Supongo que patinar es un temor habitual entre los críticos. Uno tiene miedo a ser ese que aparece en los libros de Historia del Arte diciendo que Schönberg menudo mequetrefe haciendo ruiditos. La coña entre los escolares. Capriccio es la última ópera de Strauss. Se estrenó en 1942 en Múnich y ya sabemos cómo estaba el panorama allí en esos años. Cuenta las dudas de una condesa a la hora de escoger qué amante prefiere: a Flamand el músico o a Olivier el poeta; es decir, si prima la musica, poi la parole o todo lo contrario. Claro, el argumento da para toda clase de momentos irritantes, porque ya se sabe que no hay nada más irritante que un poeta enamorado. Él escribe un soneto (agárrese a la silla: «no podría amar, ídolo mío, a otra mujer, excepto a vos»), el otro le pone música, el otro se enfada porque le ha roto la métrica, etcétera. Podría contarse como un chiste: un músico y un poeta entran en un bar…

 

Strauss mete toda clase de chistecitos para la secta (el texto, se me había olvidado, está basado en uno de Zweig): la orquesta en escena, al modo del final de Don Giovanni; ahora hacemos un remedo de la ópera metastasiana, ahora un giro a Couperin. ¡Hagamos una ópera que retrate lo que hemos vivido aquí estos días!, se dicen los unos a los otros. Camarero, más metaópera, por favor. Y dos huevos duros. Al final del libreto llegan a una conclusión asombrosa: resulta que las dos artes se complementan bien entre sí. ¡Maravilloso! «Es inútil intentar separar palabra y música. Se han fundido en una nueva alianza.

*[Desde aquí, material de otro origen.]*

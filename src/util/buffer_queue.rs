// Copyright 2014-2017 The arbor Project Developers. See the
// COPYRIGHT file at the top-level directory of this distribution.
//
// Licensed under the Apache License, Version 2.0 <LICENSE-APACHE or
// http://www.apache.org/licenses/LICENSE-2.0> or the MIT license
// <LICENSE-MIT or http://opensource.org/licenses/MIT>, at your
// option. This file may not be copied, modified, or distributed
// except according to those terms.

//! The [`BufferQueue`] struct and helper types.
//!
//! This type is designed for the efficient parsing of string data, especially where many
//! significant characters are from the ascii range 0-63. Good and predictable performance
//! is achieved by avoiding allocation where possible (a.k.a. zero copy).
//!
//! [`BufferQueue`]: struct.BufferQueue.html

use std::cell::RefCell;
use std::collections::VecDeque;

use tendril::StrTendril;

pub use self::SetResult::{FromSet, NotFromSet};
use crate::util::smallcharset::SmallCharSet;

/// Result from [`pop_except_from`] containing either a character from a [`SmallCharSet`], or a
/// string buffer of characters not from the set.
///
/// [`pop_except_from`]: struct.BufferQueue.html#method.pop_except_from
/// [`SmallCharSet`]: ../smallcharset/struct.SmallCharSet.html
#[derive(PartialEq, Eq, Debug)]
pub enum SetResult {
    /// A character from the `SmallCharSet`.
    FromSet(char),
    /// A block of text containing no characters from the `SmallCharSet`.
    NotFromSet(StrTendril),
}

/// A queue of owned string buffers, which supports incrementally consuming characters.
///
/// Internally it uses [`VecDeque`] and has the same complexity properties.
///
/// [`VecDeque`]: https://doc.rust-lang.org/std/collections/struct.VecDeque.html
#[derive(Debug)]
pub struct BufferQueue {
    /// Buffers to process.
    buffers: RefCell<VecDeque<StrTendril>>,
}

impl Default for BufferQueue {
    /// Create an empty BufferQueue.
    fn default() -> Self {
        Self {
            buffers: RefCell::new(VecDeque::with_capacity(16)),
        }
    }
}

impl BufferQueue {
    /// Returns whether the queue is empty.
    #[inline]
    pub fn is_empty(&self) -> bool {
        self.buffers.borrow().is_empty()
    }

    /// Get the buffer at the beginning of the queue.
    #[inline]
    pub fn pop_front(&self) -> Option<StrTendril> {
        self.buffers.borrow_mut().pop_front()
    }

    /// Add a buffer to the beginning of the queue.
    ///
    /// If the buffer is empty, it will be skipped.
    pub fn push_front(&self, buf: StrTendril) {
        if buf.len32() == 0 {
            return;
        }
        self.buffers.borrow_mut().push_front(buf);
    }

    /// Add a buffer to the end of the queue.
    ///
    /// If the buffer is empty, it will be skipped.
    pub fn push_back(&self, buf: StrTendril) {
        if buf.len32() == 0 {
            return;
        }
        self.buffers.borrow_mut().push_back(buf);
    }

    /// Look at the next available character without removing it, if the queue is not empty.
    pub fn peek(&self) -> Option<char> {
        // Invariant: all buffers in the queue are non-empty.
        self.buffers
            .borrow()
            .front()
            .map(|b| b.chars().next().expect("empty buffer in queue"))
    }

    /// Get the next character if one is available, removing it from the queue.
    pub fn next(&self) -> Option<char> {
        let mut buffers = self.buffers.borrow_mut();
        let (result, now_empty) = match buffers.front_mut() {
            None => (None, false),
            Some(buf) => {
                let c = buf.pop_front_char().expect("empty buffer in queue");
                (Some(c), buf.is_empty())
            },
        };

        if now_empty {
            buffers.pop_front();
        }

        result
    }

    /// Pops and returns either a single character from the given set, or a buffer of characters
    /// none of which are in the set.
    ///
    /// The set is represented as a bitmask and so can only contain the first 64 ASCII characters.
    pub fn pop_except_from(&self, set: SmallCharSet) -> Option<SetResult> {
        let mut buffers = self.buffers.borrow_mut();
        let (result, now_empty) = match buffers.front_mut() {
            None => (None, false),
            Some(buf) => {
                let n = set.nonmember_prefix_len(buf);
                if n > 0 {
                    let out;
                    unsafe {
                        out = buf.unsafe_subtendril(0, n);
                        buf.unsafe_pop_front(n);
                    }
                    (Some(NotFromSet(out)), buf.is_empty())
                } else {
                    let c = buf.pop_front_char().expect("empty buffer in queue");
                    (Some(FromSet(c)), buf.is_empty())
                }
            },
        };

        // Unborrow self for this part.
        if now_empty {
            buffers.pop_front();
        }

        result
    }

    /// Consume bytes matching the pattern, using a custom comparison function `eq`.
    ///
    /// Returns `Some(true)` if there is a match, `Some(false)` if there is no match, or `None` if
    /// it wasn't possible to know (more data is needed).
    ///
    /// The custom comparison function is used elsewhere to compare ascii-case-insensitively.
    pub fn eat<F: Fn(&u8, &u8) -> bool>(&self, pat: &str, eq: F) -> Option<bool> {
        let mut buffers_exhausted = 0;
        let mut consumed_from_last = 0;

        let mut buffers = self.buffers.borrow_mut();
        buffers.front()?;

        for pattern_byte in pat.bytes() {
            if buffers_exhausted >= buffers.len() {
                return None;
            }
            let buf = &buffers[buffers_exhausted];

            if !eq(&buf.as_bytes()[consumed_from_last], &pattern_byte) {
                return Some(false);
            }

            consumed_from_last += 1;
            if consumed_from_last >= buf.len() {
                buffers_exhausted += 1;
                consumed_from_last = 0;
            }
        }

        // We have a match. Commit changes to the BufferQueue.
        for _ in 0..buffers_exhausted {
            buffers.pop_front();
        }

        match buffers.front_mut() {
            None => assert_eq!(consumed_from_last, 0),
            Some(buf) => buf.pop_front(consumed_from_last as u32),
        }

        Some(true)
    }
}

#[cfg(test)]
#[allow(non_snake_case)]
mod test {
    use tendril::SliceExt;

    use super::BufferQueue;

    #[test]
    fn smoke_test() {
        let bq = BufferQueue::default();
        assert_eq!(bq.peek(), None);
        assert_eq!(bq.next(), None);

        bq.push_back("abc".to_tendril());
        assert_eq!(bq.peek(), Some('a'));
        assert_eq!(bq.next(), Some('a'));
        assert_eq!(bq.peek(), Some('b'));
        assert_eq!(bq.peek(), Some('b'));
        assert_eq!(bq.next(), Some('b'));
        assert_eq!(bq.peek(), Some('c'));
        assert_eq!(bq.next(), Some('c'));
        assert_eq!(bq.peek(), None);
        assert_eq!(bq.next(), None);
    }

    #[test]
    fn can_unconsume() {
        let bq = BufferQueue::default();
        bq.push_back("abc".to_tendril());
        assert_eq!(bq.next(), Some('a'));

        bq.push_front("xy".to_tendril());
        assert_eq!(bq.next(), Some('x'));
        assert_eq!(bq.next(), Some('y'));
        assert_eq!(bq.next(), Some('b'));
        assert_eq!(bq.next(), Some('c'));
        assert_eq!(bq.next(), None);
    }

    #[test]
    fn can_eat() {
        let bq = BufferQueue::default();
        bq.push_back("a".to_tendril());
        bq.push_back("bc".to_tendril());
        assert_eq!(bq.eat("abcd", u8::eq_ignore_ascii_case), None);
        assert_eq!(bq.eat("ax", u8::eq_ignore_ascii_case), Some(false));
        assert_eq!(bq.eat("ab", u8::eq_ignore_ascii_case), Some(true));
        assert_eq!(bq.next(), Some('c'));
        assert_eq!(bq.next(), None);
    }
}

Es un misterio». Capriccio es una ópera burguesa, al gusto alemán de los años cuarenta, un gusto poco degenerado, bien ordenadito, que podría durar mil años. Da lo que promete.

 

En la producción del Real todo está bien si te gusta esto de Strauss. Los cantantes hacen un papel soberbio, particularmente Malin Byström como condesa y Christof Fischesser como La Roche, el colérico director de teatro. La puesta en escena de Christof Loy es realmente elegante. Introduce, mediante alter egos de la condesa (unas veces jóvenes, otras veces ancianos) una dimensión extemporánea en una mansión en la que parece que no pasa nada (lo propio de la aristocracia es, si se quiere, su total indiferencia a las complicaciones de los tiempos). Esta solemnidad aburrida se compensa por la guasa de unos criados libidinosos, a veces payasos y otras perturbadores, con los que el director de escena juega muy hábilmente. Asher Fisch dirige desde el foso una música que tiene momentos de una enorme belleza. Lo reconozco, por mucho que me crispe Strauss.